Teams are shrinking. Budgets are tighter. Content is increasingly abundant and cheap to produce. AI is changing the perceived value of some forms of creative work before any of us fully understand where that process ends.
Twenty years into my career, I know what I’m good at.
I can understand audiences. Find the human story underneath a complicated subject. Work out what matters and what doesn’t. Turn ambiguity into something people can understand. Make people care.
I’m better at those things than I was at 22. Considerably better.
But are those skills meaningfully transferable into the parts of the economy where jobs are actually growing?
I don’t know.
And I suspect that question is sitting quietly underneath the working lives of a lot of experienced people at the moment.
Not “what do I want to be when I grow up?”

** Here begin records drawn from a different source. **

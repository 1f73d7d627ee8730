// SPDX-License-Identifier: MIT
// CPU frame fitter built on fast_image_resize (SIMD-accelerated).
// RGBA8 in → RGBA8 out, written into the plan's ROI of a caller-provided canvas.

use fast_image_resize as fir;
use fir::images::{TypedCroppedImageMut, TypedImage, TypedImageRef};
use fir::pixels::U8x4;
use fir::{FilterType, ResizeAlg, ResizeOptions, Resizer};

use crate::presets::ScalePlan;

#[derive(Debug)]
pub enum ScaleError {
    BufferTooSmall,
    SourceTooSmall,
    Fir(fir::ResizeError),
    ImageBuf(fir::ImageBufferError),
    Crop(fir::CropBoxError),
}

impl From<fir::ResizeError> for ScaleError { fn from(e: fir::ResizeError) -> Self { Self::Fir(e) } }
impl From<fir::ImageBufferError> for ScaleError { fn from(e: fir::ImageBufferError) -> Self { Self::ImageBuf(e) } }
impl From<fir::CropBoxError> for ScaleError { fn from(e: fir::CropBoxError) -> Self { Self::Crop(e) } }

impl std::fmt::Display for ScaleError {
    fn fmt(&self, f: &mut std::fmt::Formatter<'_>) -> std::fmt::Result {
        match self {
            ScaleError::BufferTooSmall => write!(f, "Canvas buffer too small"),
            ScaleError::SourceTooSmall => write!(f, "Source buffer shorter than its dimensions"),
            ScaleError::Fir(e) => write!(f, "Fast image resize error: {}", e),
            ScaleError::ImageBuf(e) => write!(f, "Image buffer error: {}", e),
            ScaleError::Crop(e) => write!(f, "Crop error: {}", e),
        }
    }
}

impl std::error::Error for ScaleError {
    fn source(&self) -> Option<&(dyn std::error::Error + 'static)> {
        match self {
            ScaleError::Fir(e) => Some(e),
            ScaleError::ImageBuf(e) => Some(e),
            ScaleError::Crop(e) => Some(e),
            _ => None,
        }
    }
}

/// Fit a tightly packed RGBA8 cell onto a transparent canvas.
///
/// `src_rgba` must hold `plan.input.w * plan.input.h * 4` bytes.
/// `dst` must hold at least `plan.out.w * plan.out.h * 4` bytes; everything outside
/// `plan.dst_roi` is cleared to `[0, 0, 0, 0]`.
///
/// Resampling is Lanczos3 with premultiplied alpha, so colour from fully transparent
/// background pixels does not bleed into the sprite edges. When the ROI equals the
/// input size the pixels are copied verbatim.
pub fn scale_rgba_cpu(
    resizer: &mut Resizer,
    src_rgba: &[u8],
    plan: &ScalePlan,
    dst: &mut [u8],
) -> Result<(), ScaleError> {
    let dst_len = (plan.out.w as usize) * (plan.out.h as usize) * 4;
    if dst.len() < dst_len {
        return Err(ScaleError::BufferTooSmall);
    }
    let src_len = (plan.input.w as usize) * (plan.input.h as usize) * 4;
    if src_rgba.len() < src_len {
        return Err(ScaleError::SourceTooSmall);
    }

    let dst = &mut dst[..dst_len];
    dst.fill(0);

    if plan.is_identity_scale() {
        blit_rows(&src_rgba[..src_len], plan, dst);
        return Ok(());
    }

    let src_view = TypedImageRef::<U8x4>::from_buffer(plan.input.w, plan.input.h, &src_rgba[..src_len])?;
    let mut dst_image = TypedImage::<U8x4>::from_buffer(plan.out.w, plan.out.h, dst)?;

    let (x, y, w, h) = plan.dst_roi;
    let mut roi = TypedCroppedImageMut::from_ref(&mut dst_image, x, y, w, h)?;

    let opts = ResizeOptions::new()
        .resize_alg(ResizeAlg::Convolution(FilterType::Lanczos3))
        .use_alpha(true);
    resizer.resize_typed::<U8x4>(&src_view, &mut roi, &opts)?;

    Ok(())
}

#[inline]
fn blit_rows(src: &[u8], plan: &ScalePlan, dst: &mut [u8]) {
    let (x, y, w, h) = plan.dst_roi;
    let row_bytes = (w as usize) * 4;
    let dst_pitch = (plan.out.w as usize) * 4;
    for r in 0..h as usize {
        let s = &src[r * row_bytes..(r + 1) * row_bytes];
        let off = (y as usize + r) * dst_pitch + (x as usize) * 4;
        dst[off..off + row_bytes].copy_from_slice(s);
    }
}

#[cfg(test)]
mod tests {
    use super::*;
    use crate::presets::{fit_plan, Size};

    fn solid(w: u32, h: u32, px: [u8; 4]) -> Vec<u8> {
        px.iter().copied().cycle().take((w * h * 4) as usize).collect()
    }

    fn pixel(buf: &[u8], canvas_w: u32, x: u32, y: u32) -> [u8; 4] {
        let i = ((y * canvas_w + x) * 4) as usize;
        [buf[i], buf[i + 1], buf[i + 2], buf[i + 3]]
    }

    #[test]
    fn test_identity_copies_pixels() {
        let mut src = solid(4, 4, [10, 20, 30, 255]);
        src[0..4].copy_from_slice(&[1, 2, 3, 0]);
        let plan = fit_plan(Size { w: 4, h: 4 }, Size { w: 4, h: 4 });
        let mut dst = vec![7u8; 64];
        scale_rgba_cpu(&mut Resizer::new(), &src, &plan, &mut dst).unwrap();
        assert_eq!(dst, src);
    }

    #[test]
    fn test_letterbox_margins_are_transparent() {
        let src = solid(20, 10, [200, 40, 40, 255]);
        let canvas = Size { w: 16, h: 16 };
        let plan = fit_plan(Size { w: 20, h: 10 }, canvas);
        assert_eq!(plan.dst_roi, (0, 4, 16, 8));

        let mut dst = vec![0xAAu8; 16 * 16 * 4];
        scale_rgba_cpu(&mut Resizer::new(), &src, &plan, &mut dst).unwrap();

        assert_eq!(pixel(&dst, 16, 8, 0), [0, 0, 0, 0]);
        assert_eq!(pixel(&dst, 16, 8, 15), [0, 0, 0, 0]);
        let center = pixel(&dst, 16, 8, 8);
        assert_eq!(center[3], 255);
        assert!(center[0] > 150);
    }

    #[test]
    fn test_rejects_short_canvas() {
        let src = solid(8, 8, [0, 0, 0, 255]);
        let plan = fit_plan(Size { w: 8, h: 8 }, Size { w: 4, h: 4 });
        let mut dst = vec![0u8; 10];
        let err = scale_rgba_cpu(&mut Resizer::new(), &src, &plan, &mut dst).unwrap_err();
        assert!(matches!(err, ScaleError::BufferTooSmall));
    }

    #[test]
    fn test_rejects_short_source() {
        let plan = fit_plan(Size { w: 8, h: 8 }, Size { w: 4, h: 4 });
        let mut dst = vec![0u8; 64];
        let err = scale_rgba_cpu(&mut Resizer::new(), &[0u8; 12], &plan, &mut dst).unwrap_err();
        assert!(matches!(err, ScaleError::SourceTooSmall));
    }
}
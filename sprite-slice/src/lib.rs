// SPDX-License-Identifier: MIT
//! # sprite-slice: Sprite Sheet Geometry for Generated Animation Frames
//!
//! This crate holds the pixel-geometry core of the sprite pipeline: working out how a
//! generated sheet is partitioned into cells, and how each cell is fitted onto a fixed
//! frame canvas without distortion.
//!
//! ## Key Components
//!
//! - [`grid`]: Layout inference (columns × rows) from sheet dimensions and frame count,
//!   plus row-major cell rectangles
//! - [`presets`]: Canvas fitting plans (aspect-preserving scale + centered ROI)
//! - [`cpu`]: SIMD resize of RGBA8 pixels into a plan's ROI via fast_image_resize
//!
//! ## Usage Example
//!
//! ```rust
//! use sprite_slice::grid::{cell_rects, infer_layout};
//! use sprite_slice::presets::{fit_plan, Size};
//!
//! // A 2x2 sheet of four 256px poses
//! let layout = infer_layout(512, 512, 4);
//! assert_eq!((layout.columns, layout.rows), (2, 2));
//!
//! let cells = cell_rects(512, 512, layout).unwrap();
//! assert_eq!(cells.len(), 4);
//!
//! // Fit each 256x256 cell onto a 128x96 canvas
//! let plan = fit_plan(Size { w: 256, h: 256 }, Size { w: 128, h: 96 });
//! assert_eq!(plan.dst_roi, (16, 0, 96, 96));
//! ```
//!
//! All functions here are pure: pixels or sizes in, pixels or sizes out. Nothing touches
//! the filesystem.

pub mod cpu;
pub mod grid;
pub mod presets;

Not even “what should I do next?”
But something more unsettling.
Where do the things I’m good at still have value?
There’s a strange expectation that by midlife, we’ll have certainty in our lives.
We’ll know who we are. What we do. Where we belong professionally.
Instead, I increasingly think many of us have gathered decades of experience without necessarily gathering any kind of security.
At 42, I’m better at my job than I’ve ever been. I understand more about people, about work, about what I value and what I’m willing to tolerate.
And yet I’m less certain than I was at 22 about what the next 20 years of my working life might look like.
Maybe this is simply what modern careers are now.
Less like ladders and more like a series of temporary professional hats we wear until the world shifts beneath us again.
I don’t know whether I’m approaching a third professional chapter, or simply becoming more aware of how provisional most careers have become.
Every time I’ve changed direction so far, I’ve carried more of my previous working life with me than I expected.
Skills, certainly. But also instincts, relationships, ways of seeing people and understanding what matters to them.
Perhaps there’s some comfort in that.
The jobs change. Industries contract. New tech arrives. The language we use to describe what we do becomes old fashioned and is replaced by something else.
But we're not starting again from scratch every time.
We carry the previous versions of ourselves with us.
Which isn’t quite the answer to life, the universe and everything.
But at 42, it’s the best one I have.